Cnemaspis dissanayakai

Scientific classification
- Kingdom: Animalia
- Phylum: Chordata
- Class: Reptilia
- Order: Squamata
- Suborder: Gekkota
- Family: Gekkonidae
- Genus: Cnemaspis
- Species: C. dissanayakai
- Binomial name: Cnemaspis dissanayakai Karunarathna, de Silva, Madawala, Karunarathna, Wickramasinghe, Ukuwela & Bauer, 2019

= Cnemaspis dissanayakai =

- Genus: Cnemaspis
- Species: dissanayakai
- Authority: Karunarathna, de Silva, Madawala, Karunarathna, Wickramasinghe, Ukuwela & Bauer, 2019

Species of lizard

Cnemaspis dissanayakai, or Dissanayaka's day gecko, is a species of diurnal gecko endemic to island of Sri Lanka, described in 2019 from Polonnaruwa.

==Etymology==
The specific name dissanayakai is named in honor of Dissanayaka Mudiyanselage Karunarathna, who is the father of Suranjan Karunarathna, first author.
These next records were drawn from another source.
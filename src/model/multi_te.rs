use serde::{Deserialize, Serialize};

use super::{checked_exp, exp_convolution, finite};
use crate::error::ModelOverflow;

/// Physical constants of the two-compartment (blood ↔ CSF/GM) exchange model.
#[derive(Debug, Clone, Copy, PartialEq, Serialize, Deserialize)]
#[serde(default)]
pub struct MultiTeConstants {
    /// Transverse relaxation time of blood (ms)
    pub t2b: f64,
    /// Transverse relaxation time of the CSF/GM compartment (ms)
    pub t2csf: f64,
    /// Longitudinal relaxation time of arterial blood (ms)
    pub t1b: f64,
    /// Longitudinal relaxation time of the CSF/GM compartment (ms)
    pub t1csf: f64,
    /// Labeling efficiency
    pub alpha: f64,
}

impl Default for MultiTeConstants {
    fn default() -> Self {
        Self {
            t2b: 165.0,
            t2csf: 75.0,
            t1b: 1650.0,
            t1csf: 1400.0,
            alpha: 0.85,
        }
    }
}

/// Relaxation times of both compartments pooled with the exchange time.
///
/// Each pooled time combines the compartment's own relaxation time in parallel
/// with `t1blgm`, so `1 / t1bp = 1 / t1b + 1 / t1blgm` and likewise for the
/// other three.
#[derive(Debug, Clone, Copy, PartialEq)]
pub struct Relaxation {
    pub t1blgm: f64,
    pub t1bp: f64,
    pub t1csfp: f64,
    pub t2bp: f64,
    pub t2csfp: f64,
}

impl Relaxation {
    pub fn new(t1blgm: f64, constants: &MultiTeConstants) -> Self {
        let pooled = |t: f64| 1.0 / ((1.0 / t) + (1.0 / t1blgm));
        Self {
            t1blgm,
            t1bp: pooled(constants.t1b),
            t1csfp: pooled(constants.t1csf),
            t2bp: pooled(constants.t2b),
            t2csfp: pooled(constants.t2csf),
        }
    }

    /// Rate at which blood magnetization moves into the CSF/GM compartment (1/ms)
    #[inline(always)]
    fn exchange_rate(&self) -> f64 {
        1.0 / self.t1blgm
    }
}

/// Blood and CSF/GM partial signals for one (label duration, delay, echo) triple.
///
/// The labelled bolus enters the blood compartment at a constant rate between
/// `att` and `att + tau`. Blood relaxes with `t1bp` while exchanging into the
/// CSF/GM compartment, which relaxes with `t1csfp`. During the echo time the
/// same hand-over continues with the transverse times `t2bp` and `t2csfp`.
///
/// Returns [`ModelOverflow`] if any intermediate value stops being finite.
#[allow(clippy::too_many_arguments)]
pub fn multi_te_sample(
    tau: f64,
    w: f64,
    te: f64,
    m0: f64,
    cbf: f64,
    att: f64,
    relaxation: &Relaxation,
    constants: &MultiTeConstants,
) -> Result<(f64, f64), ModelOverflow> {
    let t = tau + w;
    if t < att {
        return Ok((0.0, 0.0));
    }

    let k = relaxation.exchange_rate();
    let a = 1.0 / relaxation.t1bp;
    let c = 1.0 / relaxation.t1csfp;
    let input = finite(2.0 * constants.alpha * m0 * cbf * checked_exp(-att / constants.t1b)?)?;

    // Magnetization of both compartments `s` ms after bolus arrival, while the
    // bolus is still flowing in.
    let filling = |s: f64| -> Result<(f64, f64), ModelOverflow> {
        let blood = input * relaxation.t1bp * (1.0 - checked_exp(-a * s)?);
        let csf = k
            * input
            * relaxation.t1bp
            * ((1.0 - checked_exp(-c * s)?) * relaxation.t1csfp - exp_convolution(a, c, s)?);
        Ok((finite(blood)?, finite(csf)?))
    };

    let s = t - att;
    let (mb, mc) = if s < tau {
        filling(s)?
    } else {
        let (mb_end, mc_end) = filling(tau)?;
        let d = s - tau;
        let mb = mb_end * checked_exp(-a * d)?;
        let mc = mc_end * checked_exp(-c * d)? + k * mb_end * exp_convolution(a, c, d)?;
        (mb, mc)
    };

    let a2 = 1.0 / relaxation.t2bp;
    let c2 = 1.0 / relaxation.t2csfp;
    let sb = mb * checked_exp(-a2 * te)?;
    let scsf = mc * checked_exp(-c2 * te)? + k * mb * exp_convolution(a2, c2, te)?;

    Ok((finite(sb)?, finite(scsf)?))
}

/// Two-compartment multi-echo ASL signal, one value per (`tau[i]`, `w[i]`, `te[i]`).
///
/// `cbf` and `att` come from the single-compartment fit and are held fixed; the
/// free parameter is the exchange time `t1blgm` (ms).
///
/// A sample whose evaluation overflows is reported as zero signal. That keeps
/// the optimizer away from extreme exchange times rather than aborting the fit,
/// and is a modelling approximation.
#[allow(clippy::too_many_arguments)]
pub fn multi_te(
    tau: &[f64],
    w: &[f64],
    te: &[f64],
    m0: f64,
    cbf: f64,
    att: f64,
    t1blgm: f64,
    constants: &MultiTeConstants,
) -> Vec<f64> {
    debug_assert!(tau.len() == w.len() && w.len() == te.len());
    let relaxation = Relaxation::new(t1blgm, constants);

    tau.iter()
        .zip(w.iter())
        .zip(te.iter())
        .map(|((&tau, &w), &te)| {
            match multi_te_sample(tau, w, te, m0, cbf, att, &relaxation, constants) {
                Ok((sb, scsf)) => sb + scsf,
                Err(ModelOverflow) => 0.0,
            }
        })
        .collect()
}

#[cfg(test)]
mod tests {
    use super::*;
    use approx::assert_relative_eq;

    fn grid() -> (Vec<f64>, Vec<f64>, Vec<f64>) {
        let mut tau = Vec::new();
        let mut w = Vec::new();
        let mut te = Vec::new();
        for &pld in &[500.0, 1000.0, 1500.0, 2000.0] {
            for &echo in &[10.0, 30.0] {
                tau.push(3000.0);
                w.push(pld);
                te.push(echo);
            }
        }
        (tau, w, te)
    }

    #[test]
    fn pooled_times_combine_in_parallel() {
        let constants = MultiTeConstants::default();
        let r = Relaxation::new(400.0, &constants);
        assert_relative_eq!(1.0 / r.t1bp, 1.0 / 1650.0 + 1.0 / 400.0, max_relative = 1e-12);
        assert_relative_eq!(1.0 / r.t1csfp, 1.0 / 1400.0 + 1.0 / 400.0, max_relative = 1e-12);
        assert_relative_eq!(1.0 / r.t2bp, 1.0 / 165.0 + 1.0 / 400.0, max_relative = 1e-12);
        assert_relative_eq!(1.0 / r.t2csfp, 1.0 / 75.0 + 1.0 / 400.0, max_relative = 1e-12);
    }

    #[test]
    fn zero_before_bolus_arrival() {
        let constants = MultiTeConstants::default();
        let signal = multi_te(&[500.0], &[200.0], &[10.0], 1000.0, 0.01, 1200.0, 400.0, &constants);
        assert_eq!(signal, vec![0.0]);
    }

    #[test]
    fn overflow_yields_zero_not_nan() {
        let constants = MultiTeConstants::default();
        let (tau, w, te) = grid();

        // zero exchange time makes every pooled time collapse to zero
        let collapsed = multi_te(&tau, &w, &te, 1000.0, 0.01, 1200.0, 0.0, &constants);
        assert!(collapsed.iter().all(|s| s.is_finite()));

        // an M0 at the edge of f64 overflows the input amplitude
        let huge = multi_te(&tau, &w, &te, f64::MAX, 1.0, 0.0, 400.0, &constants);
        assert!(huge.iter().all(|&s| s == 0.0));

        let relaxation = Relaxation::new(0.0, &constants);
        let sample = multi_te_sample(3000.0, 500.0, 10.0, 1000.0, 0.01, 1200.0, &relaxation, &constants);
        assert_eq!(sample, Err(ModelOverflow));
    }

    #[test]
    fn later_echoes_carry_less_signal() {
        let constants = MultiTeConstants::default();
        let (tau, w, te) = grid();
        let signal = multi_te(&tau, &w, &te, 1000.0, 0.01, 1200.0, 400.0, &constants);
        for pair in signal.chunks(2) {
            assert!(pair[0] > 0.0);
            assert!(pair[1] < pair[0], "echo decay violated: {pair:?}");
        }
    }

    #[test]
    fn negligible_exchange_reduces_to_blood_relaxation() {
        let constants = MultiTeConstants::default();
        let (m0, cbf, att) = (1000.0, 0.01, 1200.0);
        let relaxation = Relaxation::new(1e12, &constants);
        let (sb, scsf) =
            multi_te_sample(3000.0, 500.0, 0.0, m0, cbf, att, &relaxation, &constants).unwrap();

        let input = 2.0 * 0.85 * m0 * cbf * (-att / 1650.0).exp();
        let expected = input * 1650.0 * (1.0 - (-(3500.0 - att) / 1650.0).exp());
        assert_relative_eq!(sb, expected, max_relative = 1e-6);
        assert!(scsf.abs() < 1e-6 * sb);
    }

    #[test]
    fn continuous_at_end_of_bolus() {
        let constants = MultiTeConstants::default();
        let relaxation = Relaxation::new(400.0, &constants);
        let (tau, att, eps) = (1800.0, 1200.0, 1e-6);
        let before =
            multi_te_sample(tau, att - eps, 20.0, 1000.0, 0.01, att, &relaxation, &constants).unwrap();
        let after =
            multi_te_sample(tau, att + eps, 20.0, 1000.0, 0.01, att, &relaxation, &constants).unwrap();
        assert_relative_eq!(before.0, after.0, max_relative = 1e-6);
        assert_relative_eq!(before.1, after.1, max_relative = 1e-6);
    }
}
His father supported the research team financially as well as encourage them including his son.

==Taxonomy==
The species is closely related to C. kumarasinghei and C. latha morphological aspects.

==Ecology==
The species was discovered from a tropical dry-mixed evergreen forest in Dimbulagala, Polonnaruwa.

==Description==
Snout-to-vent length is 28.2 mm in adult male and 29.4 mm in adult female. Granular scales are subconical. Chin, gular, pectoral, and abdominal scales are smooth. There are 105–107 paravertebral granules. Two precloacal pore is present. In males, 4–5 femoral pores are present. Median row of subcaudal scales are irregular, diamond-shaped, and small. Head is small with long snout. Small eyes have round pupils. Dorsum of head, body and limbs is generally dull brown. There are five W-shaped dark brown markings on the trunk. An oblique black line runs between eye and nostrils. Two straight dark brown postorbital stripes run through eye to postero-ventrally. Tail is dorsally grey pinkish with 5–7 faded black cross-bands.